Interprètes inspirés
Franck-Emmanuel Comte dirige du clavecin, avec une énergie et un engagement remarquables, donnant à ses chanteurs stagiaires l’impulsion et surtout la confiance nécessaires à l’accomplissement de leur art, ainsi qu’une grande vie à l’action conjuguée du chœur, des solistes et des instrumentistes. Il a bien fait de confier à un narrateur – solennel et excellent Jacques Chambon – la trame du récit, qui met en valeur le caractère musical des protagonistes. Au sommet de l’émotion, une Susanna de très belle tenue scénique et vocale, Antonine Bacquet, parfaitement crédible dans les trois phases de l’innocente, de la manipulée par les juges et de la sauvée par Daniel : sa chaconne de la douleur est particulièrement impressionnante… Juliette Vialle est une énergique et décidée Daniel, dès sa fort savoureuse apparition en haut de la chaire à prêcher puis dans son rôle de justicier (peut-être un peu concerné par le charme de Suzanne, mais …).Les deux juges – Nathanael Tavernier et Hugo Peraldo – forment contraste vocal d’une réjouissante efficacité, et le Testo de Raphaël Pongy « arbitre » avec élégance les conflits.
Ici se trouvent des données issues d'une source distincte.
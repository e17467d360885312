//! The pluggable atomic state store strategies, access control, and block
//! records are all read and written through.
//!
//! `Backend` is a capability interface, not a runtime-typed interchangeable
//! store: implementations are constructed once and injected into the
//! [`crate::engine::Engine`] at startup. All mutations of a single key must
//! be linearizable; no ordering is promised across distinct keys.

mod memory;
#[cfg(feature = "redis-backend")]
mod redis;

pub use memory::MemoryBackend;
#[cfg(feature = "redis-backend")]
pub use redis::RedisBackend;

use async_trait::async_trait;
use std::fmt;
use std::time::Duration;

/// Error returned by a [`Backend`] implementation. Wrapped by the engine
/// into [`crate::error::RateThrottleError::BackendUnavailable`] before it
/// reaches a caller.
#[derive(Debug, Clone, PartialEq, Eq)]
pub struct BackendError(pub String);

impl fmt::Display for BackendError {
    fn fmt(&self, f: &mut fmt::Formatter<'_>) -> fmt::Result {
        write!(f, "{}", self.0)
    }
}

impl std::error::Error for BackendError {}

impl BackendError {
    pub fn new(msg: impl Into<String>) -> Self {
        BackendError(msg.into())
    }
}

pub type BackendResult<T> = Result<T, BackendError>;

/// Capability set the rest of the engine consumes. A `ttl` of
/// [`Duration::ZERO`] means "no expiry".
#[async_trait]
pub trait Backend: Send + Sync {
    async fn get(&self, key: &str) -> BackendResult<Option<Vec<u8>>>;

    async fn set(&self, key: &str, value: Vec<u8>, ttl: Duration) -> BackendResult<()>;

    /// Atomically adds `delta` to the integer stored at `key` (initializing
    /// it to 0 if absent), applies `ttl`, and returns the new value.
    async fn increment(&self, key: &str, delta: i64, ttl: Duration) -> BackendResult<i64>;

    /// Appends `ts` to the ordered-timestamp set at `key`, applying `ttl` to
    /// the whole set.
    async fn append_timestamp(&self, key: &str, ts: f64, ttl: Duration) -> BackendResult<()>;

    /// Removes every timestamp strictly before `cutoff` from the
    /// ordered-timestamp set at `key`.
    async fn trim_before(&self, key: &str, cutoff: f64) -> BackendResult<()>;

    /// Counts timestamps at or after `cutoff` in the ordered-timestamp set
    /// at `key`.
    async fn count_after(&self, key: &str, cutoff: f64) -> BackendResult<u64>;

    /// Returns the oldest timestamp at or after `cutoff`, if any. Used to
    /// compute `retry_after` for the sliding-window-log strategy.
    async fn oldest_after(&self, key: &str, cutoff: f64) -> BackendResult<Option<f64>>;

    async fn exists(&self, key: &str) -> BackendResult<bool>;

    async fn delete(&self, key: &str) -> BackendResult<bool>;

    /// Atomically replaces the value at `key` with `new` (applying `ttl`)
    /// only if the current value equals `expected` (`None` meaning "absent").
    /// Returns whether the swap happened.
    async fn compare_and_swap(
        &self,
        key: &str,
        expected: Option<Vec<u8>>,
        new: Vec<u8>,
        ttl: Duration,
    ) -> BackendResult<bool>;
}

/// Encodes a `(f64, f64)` pair (used by the token-bucket and leaky-bucket
/// strategies to persist `(level, timestamp)` state) into the byte form
/// `Backend::get`/`compare_and_swap` exchange.
pub fn encode_pair(a: f64, b: f64) -> Vec<u8> {
    let mut buf = Vec::with_capacity(16);
    buf.extend_from_slice(&a.to_le_bytes());
    buf.extend_from_slice(&b.to_le_bytes());
    buf
}

/// Inverse of [`encode_pair`]. Returns `None` if `bytes` is not exactly 16
/// bytes long (a malformed or foreign value at this key).
pub fn decode_pair(bytes: &[u8]) -> Option<(f64, f64)> {
    if bytes.len() != 16 {
        return None;
    }
    let a = f64::from_le_bytes(bytes[0..8].try_into().ok()?);
    let b = f64::from_le_bytes(bytes[8..16].try_into().ok()?);
    Some((a, b))
}

#[cfg(test)]
mod tests {
    use super::*;

    #[test]
    fn pair_round_trips() {
        let bytes = encode_pair(3.5, 1_700_000_000.25);
        let (a, b) = decode_pair(&bytes).unwrap();
        assert_eq!(a, 3.5);
        assert_eq!(b, 1_700_000_000.25);
    }

    #[test]
    fn decode_rejects_malformed_bytes() {
        assert!(decode_pair(&[1, 2, 3]).is_none());
    }
}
Il n’existe, paraît-il, de la Susanna qu’un enregistrement difficile à trouver. On espère que le Concert de l’Hostel Dieu, avec sa distribution jeune, pourra prolonger vers une intégrale ce que le cd. Stradella (ici même chroniqué) avait permis de silhouetter par un aria extrait de l’oratorio. Ainsi contribuerait-on à mieux préciser les traits de ce compositeur italianissime et pourtant peu sérénissime, dont l’exacte biographie n’est pas seule à demander une redécouverte.
Lyon. Temple Lanterne, 15 novembre 2010. Alessandro Stradella (1644-1682): oratorio La Susanna. Concert de l’Hostel Dieu. Franck-Emmanuel Comte, direction.